Segment Start: Study material
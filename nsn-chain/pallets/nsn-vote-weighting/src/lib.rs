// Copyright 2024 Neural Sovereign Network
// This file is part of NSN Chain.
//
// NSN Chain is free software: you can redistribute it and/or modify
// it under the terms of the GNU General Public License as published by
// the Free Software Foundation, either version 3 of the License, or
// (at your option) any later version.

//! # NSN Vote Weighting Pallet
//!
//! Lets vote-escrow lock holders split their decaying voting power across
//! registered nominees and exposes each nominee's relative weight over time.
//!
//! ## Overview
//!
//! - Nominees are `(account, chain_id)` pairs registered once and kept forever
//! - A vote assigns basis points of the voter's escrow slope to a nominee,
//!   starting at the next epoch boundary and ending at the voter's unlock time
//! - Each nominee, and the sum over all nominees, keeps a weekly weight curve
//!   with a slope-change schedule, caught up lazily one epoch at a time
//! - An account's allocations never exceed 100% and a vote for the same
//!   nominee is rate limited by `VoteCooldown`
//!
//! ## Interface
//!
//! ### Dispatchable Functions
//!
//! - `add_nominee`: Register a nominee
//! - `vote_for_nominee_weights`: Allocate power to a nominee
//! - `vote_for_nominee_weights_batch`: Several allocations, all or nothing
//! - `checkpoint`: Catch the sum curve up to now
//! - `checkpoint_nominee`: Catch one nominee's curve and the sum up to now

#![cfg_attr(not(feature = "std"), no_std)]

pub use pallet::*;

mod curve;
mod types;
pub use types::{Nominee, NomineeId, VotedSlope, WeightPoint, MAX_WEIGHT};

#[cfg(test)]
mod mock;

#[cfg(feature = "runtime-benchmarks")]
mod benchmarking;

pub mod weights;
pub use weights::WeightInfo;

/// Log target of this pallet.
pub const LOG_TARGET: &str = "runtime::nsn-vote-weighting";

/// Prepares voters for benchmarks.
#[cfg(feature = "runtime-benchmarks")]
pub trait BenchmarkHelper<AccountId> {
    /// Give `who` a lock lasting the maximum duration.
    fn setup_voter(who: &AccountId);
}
Segment End: Study material
Segment Start: Study material
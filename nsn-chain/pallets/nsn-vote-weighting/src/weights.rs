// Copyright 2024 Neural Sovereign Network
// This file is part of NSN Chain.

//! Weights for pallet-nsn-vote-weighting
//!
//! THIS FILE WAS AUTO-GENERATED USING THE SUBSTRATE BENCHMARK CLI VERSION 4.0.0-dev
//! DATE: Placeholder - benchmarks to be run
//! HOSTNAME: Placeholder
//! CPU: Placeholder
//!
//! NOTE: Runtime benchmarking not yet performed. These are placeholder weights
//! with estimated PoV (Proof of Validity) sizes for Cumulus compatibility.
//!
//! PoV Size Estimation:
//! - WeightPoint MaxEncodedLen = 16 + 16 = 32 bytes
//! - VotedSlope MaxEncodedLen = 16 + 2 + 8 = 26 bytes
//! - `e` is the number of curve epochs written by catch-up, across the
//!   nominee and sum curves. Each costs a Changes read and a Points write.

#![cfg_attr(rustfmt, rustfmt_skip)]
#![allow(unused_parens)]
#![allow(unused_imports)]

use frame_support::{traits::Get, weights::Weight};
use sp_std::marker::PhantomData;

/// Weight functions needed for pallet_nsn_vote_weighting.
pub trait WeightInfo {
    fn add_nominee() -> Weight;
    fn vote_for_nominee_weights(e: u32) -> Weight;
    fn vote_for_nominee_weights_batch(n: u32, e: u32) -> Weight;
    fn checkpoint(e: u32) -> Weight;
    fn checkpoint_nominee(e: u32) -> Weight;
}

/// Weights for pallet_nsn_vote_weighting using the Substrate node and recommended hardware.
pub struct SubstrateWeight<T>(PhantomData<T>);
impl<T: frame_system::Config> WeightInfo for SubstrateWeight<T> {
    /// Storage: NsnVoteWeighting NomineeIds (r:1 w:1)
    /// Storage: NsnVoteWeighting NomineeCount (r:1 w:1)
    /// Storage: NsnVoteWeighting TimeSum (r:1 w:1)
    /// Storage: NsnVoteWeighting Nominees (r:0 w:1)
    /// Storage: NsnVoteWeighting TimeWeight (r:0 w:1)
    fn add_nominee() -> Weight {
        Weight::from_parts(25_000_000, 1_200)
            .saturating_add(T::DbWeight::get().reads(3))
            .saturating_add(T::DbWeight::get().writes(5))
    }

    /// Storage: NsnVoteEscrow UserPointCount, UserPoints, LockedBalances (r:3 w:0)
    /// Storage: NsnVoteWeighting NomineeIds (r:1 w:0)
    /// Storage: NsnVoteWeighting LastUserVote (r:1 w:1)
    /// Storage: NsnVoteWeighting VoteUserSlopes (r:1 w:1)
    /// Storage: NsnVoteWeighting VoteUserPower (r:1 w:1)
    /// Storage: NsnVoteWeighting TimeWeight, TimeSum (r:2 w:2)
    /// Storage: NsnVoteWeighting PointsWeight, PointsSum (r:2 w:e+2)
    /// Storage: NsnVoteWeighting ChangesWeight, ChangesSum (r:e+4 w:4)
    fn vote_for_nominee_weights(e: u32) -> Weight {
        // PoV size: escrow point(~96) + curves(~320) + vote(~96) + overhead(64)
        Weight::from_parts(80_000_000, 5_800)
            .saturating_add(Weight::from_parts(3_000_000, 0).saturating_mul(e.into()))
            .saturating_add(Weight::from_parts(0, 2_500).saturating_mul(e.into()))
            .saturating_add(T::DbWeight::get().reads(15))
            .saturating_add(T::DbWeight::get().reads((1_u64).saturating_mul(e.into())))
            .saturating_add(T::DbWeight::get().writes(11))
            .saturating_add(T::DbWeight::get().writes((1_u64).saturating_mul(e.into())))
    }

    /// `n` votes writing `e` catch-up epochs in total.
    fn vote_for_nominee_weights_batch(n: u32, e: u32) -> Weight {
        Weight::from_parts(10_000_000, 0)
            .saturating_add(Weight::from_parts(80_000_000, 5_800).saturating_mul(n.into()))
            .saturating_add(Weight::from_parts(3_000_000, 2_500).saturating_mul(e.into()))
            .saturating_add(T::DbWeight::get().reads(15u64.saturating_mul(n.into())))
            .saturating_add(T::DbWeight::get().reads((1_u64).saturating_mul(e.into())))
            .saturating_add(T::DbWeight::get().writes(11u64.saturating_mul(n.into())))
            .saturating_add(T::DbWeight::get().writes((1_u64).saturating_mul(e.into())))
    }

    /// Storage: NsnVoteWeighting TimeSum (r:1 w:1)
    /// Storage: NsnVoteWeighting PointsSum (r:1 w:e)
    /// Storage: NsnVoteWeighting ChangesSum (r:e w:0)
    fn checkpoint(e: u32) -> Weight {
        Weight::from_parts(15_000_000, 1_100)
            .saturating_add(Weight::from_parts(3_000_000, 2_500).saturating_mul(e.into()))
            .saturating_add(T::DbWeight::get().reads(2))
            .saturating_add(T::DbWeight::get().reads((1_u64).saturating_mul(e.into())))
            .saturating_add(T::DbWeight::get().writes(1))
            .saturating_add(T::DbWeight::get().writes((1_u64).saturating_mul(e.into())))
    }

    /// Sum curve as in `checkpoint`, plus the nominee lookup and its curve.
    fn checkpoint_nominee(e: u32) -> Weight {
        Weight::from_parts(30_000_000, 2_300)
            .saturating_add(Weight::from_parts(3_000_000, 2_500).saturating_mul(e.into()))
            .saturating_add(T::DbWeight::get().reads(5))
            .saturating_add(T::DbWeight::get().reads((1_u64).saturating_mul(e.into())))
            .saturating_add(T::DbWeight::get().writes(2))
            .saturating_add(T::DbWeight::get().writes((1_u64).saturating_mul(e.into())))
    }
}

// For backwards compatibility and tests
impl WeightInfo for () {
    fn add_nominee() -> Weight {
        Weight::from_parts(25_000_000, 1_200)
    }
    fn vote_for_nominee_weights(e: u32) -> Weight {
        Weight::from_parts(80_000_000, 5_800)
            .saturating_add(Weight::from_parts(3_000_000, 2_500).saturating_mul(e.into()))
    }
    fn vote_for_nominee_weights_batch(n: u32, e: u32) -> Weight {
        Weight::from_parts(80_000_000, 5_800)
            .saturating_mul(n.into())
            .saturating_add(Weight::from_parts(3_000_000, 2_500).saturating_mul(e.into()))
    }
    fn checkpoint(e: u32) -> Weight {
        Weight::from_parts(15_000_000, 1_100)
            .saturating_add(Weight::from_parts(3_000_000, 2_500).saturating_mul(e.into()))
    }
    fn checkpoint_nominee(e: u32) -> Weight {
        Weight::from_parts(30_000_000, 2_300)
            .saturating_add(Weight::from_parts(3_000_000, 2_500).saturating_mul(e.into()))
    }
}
Segment End: Study material
● **Task description**
Both end lines included, restate word for word the lines above from the line with "the License, or" to the line with "pub trait BenchmarkHelper<AccountId>", and nothing else.

● **Your response**
// the Free Software Foundation, either version 3 of the License, or
// (at your option) any later version.

//! # NSN Vote Weighting Pallet
//!
//! Lets vote-escrow lock holders split their decaying voting power across
//! registered nominees and exposes each nominee's relative weight over time.
//!
//! ## Overview
//!
//! - Nominees are `(account, chain_id)` pairs registered once and kept forever
//! - A vote assigns basis points of the voter's escrow slope to a nominee,
//!   starting at the next epoch boundary and ending at the voter's unlock time
//! - Each nominee, and the sum over all nominees, keeps a weekly weight curve
//!   with a slope-change schedule, caught up lazily one epoch at a time
//! - An account's allocations never exceed 100% and a vote for the same
//!   nominee is rate limited by `VoteCooldown`
//!
//! ## Interface
//!
//! ### Dispatchable Functions
//!
//! - `add_nominee`: Register a nominee
//! - `vote_for_nominee_weights`: Allocate power to a nominee
//! - `vote_for_nominee_weights_batch`: Several allocations, all or nothing
//! - `checkpoint`: Catch the sum curve up to now
//! - `checkpoint_nominee`: Catch one nominee's curve and the sum up to now

#![cfg_attr(not(feature = "std"), no_std)]

pub use pallet::*;

mod curve;
mod types;
pub use types::{Nominee, NomineeId, VotedSlope, WeightPoint, MAX_WEIGHT};

#[cfg(test)]
mod mock;

#[cfg(feature = "runtime-benchmarks")]
mod benchmarking;

pub mod weights;
pub use weights::WeightInfo;

/// Log target of this pallet.
pub const LOG_TARGET: &str = "runtime::nsn-vote-weighting";

/// Prepares voters for benchmarks.
#[cfg(feature = "runtime-benchmarks")]
pub trait BenchmarkHelper<AccountId> {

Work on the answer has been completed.